Location
- 2611 E. Matoian Way MS/UH134 Fresno, California 93740 United States
- 36°48′36.9″N 119°44′37.1″W﻿ / ﻿36.810250°N 119.743639°W

Information
- Type: Charter High School
- Motto: Ad Astra Per Aspera (To the Stars Through Diligence)
- Established: 2000
- School district: Fresno Unified School District
- Principal: Jeffie Hickman
- Grades: 9 - 12
- Enrollment: 488 (2018-19)
- Colors: Red, gold, black and white
- Mascot: Phoenix
- Website: www.uhsfresno.com

= University High School (Fresno) =

University High School (UHS) is a charter high school on the campus of California State University, Fresno, in Fresno, California.
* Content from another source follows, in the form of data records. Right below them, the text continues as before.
//! Payload schemas for mock chat puppets.
//!
//! This crate provides the shared data shapes used by every mock in the
//! puppet ecosystem. It defines:
//!
//! - [`ContactPayload`] / [`RoomPayload`] - What a contact or room looks like
//! - [`MessagePayload`] / [`MessageType`] / [`Conversation`] - Message records
//! - [`FileBox`], [`MiniProgramPayload`], [`UrlLinkPayload`] - Things that can be sent
//! - [`PuppetEvent`] - Events emitted by a puppet
//!
//! All schemas serialize to camelCase JSON so fixtures can be dumped and
//! reloaded.
//!
//! # Example
//!
//! ```rust
//! use puppet_core::{Conversation, MessagePayload, MessageType};
//!
//! let message = MessagePayload::text("m1", 1_700_000_000_000, "alice", "hello", Conversation::to("bob"));
//!
//! assert_eq!(message.message_type, MessageType::Text);
//! assert_eq!(message.to_id(), Some("bob"));
//! assert_eq!(message.room_id(), None);
//! ```

mod contact;
mod event;
mod file_box;
mod link;
mod message;
mod room;

pub use contact::{ContactGender, ContactPayload, ContactType};
pub use event::{EventMessagePayload, PuppetEvent};
pub use file_box::{FileBox, OCTET_STREAM};
pub use link::{MiniProgramPayload, UrlLinkPayload};
pub use message::{Conversation, MessagePayload, MessageType};
pub use room::RoomPayload;
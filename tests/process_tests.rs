#![cfg(unix)]

use child_pool::{CommandSpawner, Pool, PoolError, PoolOptions, Scheduler};
use serde_json::json;
use std::sync::{Arc, Mutex};
use std::time::Duration;
use tokio::time::{sleep, timeout};

// A tiny worker: prints a banner, reads the module spec, then echoes every
// task back as `data`. A few payloads trigger failure modes.
const ECHO_WORKER: &str = r#"
echo "booting"
read spec
while read line; do
  case "$line" in
    '"crash"') kill -s SEGV $$ ;;
    '"fatal"') echo '{"err":"fatal requested","fatal":true}' ;;
    '"fail"') echo '{"err":"task failed","stack":"echo.sh:1"}' ;;
    '"tag"') echo "{\"data\": \"$CHILD_POOL_WORKER_TAG\"}" ;;
    '"spec"') echo "{\"data\": $spec}" ;;
    *) echo "{\"data\": $line}" ;;
  esac
done
"#;

fn setup_tracing_for_test() {
  use std::sync::Once;
  use tracing_subscriber::{fmt, EnvFilter};
  static TRACING_INIT: Once = Once::new();

  TRACING_INIT.call_once(|| {
    let filter = EnvFilter::try_from_default_env().unwrap_or_else(|_| EnvFilter::new("info,child_pool=debug"));
    fmt::Subscriber::builder()
      .with_env_filter(filter)
      .with_test_writer()
      .try_init()
      .ok();
  });
}

fn echo_pool(options: PoolOptions) -> Arc<Pool> {
  Pool::new(
    Arc::new(Scheduler::new(4)),
    Arc::new(CommandSpawner::new("/bin/sh").args(["-c", ECHO_WORKER])),
    json!("echo-module"),
    options,
    tokio::runtime::Handle::current(),
  )
}

async fn wait_until(what: &str, mut condition: impl FnMut() -> bool) {
  for _ in 0..400 {
    if condition() {
      return;
    }
    sleep(Duration::from_millis(5)).await;
  }
  panic!("Timed out waiting for: {}", what);
}

#[tokio::test(flavor = "multi_thread", worker_threads = 2)]
async fn test_real_worker_round_trip() {
  setup_tracing_for_test();
  let pool = echo_pool(PoolOptions::default().workers(1));

  let first = pool.submit(json!(5));
  let second = pool.submit(json!({"a": [1, 2]}));
  let spec = pool.submit(json!("spec"));

  assert_eq!(timeout(Duration::from_secs(5), first.await_result()).await.unwrap(), Ok(json!(5)));
  assert_eq!(
    timeout(Duration::from_secs(5), second.await_result()).await.unwrap(),
    Ok(json!({"a": [1, 2]}))
  );
  assert_eq!(
    timeout(Duration::from_secs(5), spec.await_result()).await.unwrap(),
    Ok(json!("echo-module"))
  );
  assert_eq!(pool.worker_count(), 1);
  assert_eq!(pool.scheduler().active_task_count(), 0);
}

#[tokio::test(flavor = "multi_thread", worker_threads = 2)]
async fn test_real_worker_task_error() {
  setup_tracing_for_test();
  let pool = echo_pool(PoolOptions::default().workers(1));

  let result = timeout(Duration::from_secs(5), pool.submit(json!("fail")).await_result())
    .await
    .unwrap();
  assert_eq!(
    result,
    Err(PoolError::TaskFailed {
      message: "task failed".to_string(),
      stack: Some("echo.sh:1".to_string()),
      fatal: false,
    })
  );
  assert_eq!(pool.worker_count(), 1);
}

#[tokio::test(flavor = "multi_thread", worker_threads = 2)]
async fn test_real_worker_crash_is_reported_and_evicted() {
  setup_tracing_for_test();
  let pool = echo_pool(PoolOptions::default().workers(1));

  let result = timeout(Duration::from_secs(5), pool.submit(json!("crash")).await_result())
    .await
    .unwrap();
  let error = result.unwrap_err();
  assert_eq!(error.to_string(), "Worker exited unexpectedly, signal SIGSEGV");
  wait_until("worker evicted", || pool.worker_count() == 0).await;
  assert_eq!(pool.scheduler().active_task_count(), 0);

  let result = timeout(Duration::from_secs(5), pool.submit(json!(7)).await_result())
    .await
    .unwrap();
  assert_eq!(result, Ok(json!(7)));
  assert_eq!(pool.workers_created(), 2);
}

#[tokio::test(flavor = "multi_thread", worker_threads = 2)]
async fn test_real_worker_fatal_reply_kills_process() {
  setup_tracing_for_test();
  let pool = echo_pool(PoolOptions::default().workers(1));

  let result = timeout(Duration::from_secs(5), pool.submit(json!("fatal")).await_result())
    .await
    .unwrap();
  assert!(result.unwrap_err().is_fatal());
  assert_eq!(pool.worker_count(), 0);
}

#[tokio::test(flavor = "multi_thread", worker_threads = 2)]
async fn test_real_worker_stdout_and_tag() {
  setup_tracing_for_test();
  let lines = Arc::new(Mutex::new(Vec::<String>::new()));
  let sink = lines.clone();
  let pool = echo_pool(
    PoolOptions::default()
      .workers(1)
      .log_id("it")
      .stdout(move |line| sink.lock().unwrap().push(line.to_string())),
  );

  let result = timeout(Duration::from_secs(5), pool.submit(json!("tag")).await_result())
    .await
    .unwrap();
  assert_eq!(result, Ok(json!("it.1")));
  assert_eq!(*lines.lock().unwrap(), vec!["booting".to_string()]);
}

#[tokio::test]
async fn test_missing_program_fails_the_task() {
  setup_tracing_for_test();
  let pool = Pool::new(
    Arc::new(Scheduler::new(2)),
    Arc::new(CommandSpawner::new("/nonexistent/child-pool-worker")),
    json!("missing"),
    PoolOptions::default().workers(1),
    tokio::runtime::Handle::current(),
  );

  let result = timeout(Duration::from_secs(5), pool.submit(json!(1)).await_result())
    .await
    .unwrap();
  assert!(matches!(result, Err(PoolError::Spawn(_))), "got {:?}", result);
  assert_eq!(pool.worker_count(), 0);
  assert_eq!(pool.scheduler().active_task_count(), 0);
}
The school emphasizes college-prep academics and music. UHS opened in 2000 with Dr. Brad Huff as the founding head of school, with its first class graduating in 2004. At the end of the 2004–2005 school year, approximately 370 students were enrolled. The school now has a steady enrollment of about 480 students. University High School is chartered by the Fresno Unified School District and has special autonomy over its administration.

==Extracurricular activities==
Academic teams include Academic Decathlon, Science Olympiad, Mock Trial, and Speech and Debate. The school is the ten-time champion in the Small School United States Academic Decathlon Online National Competition.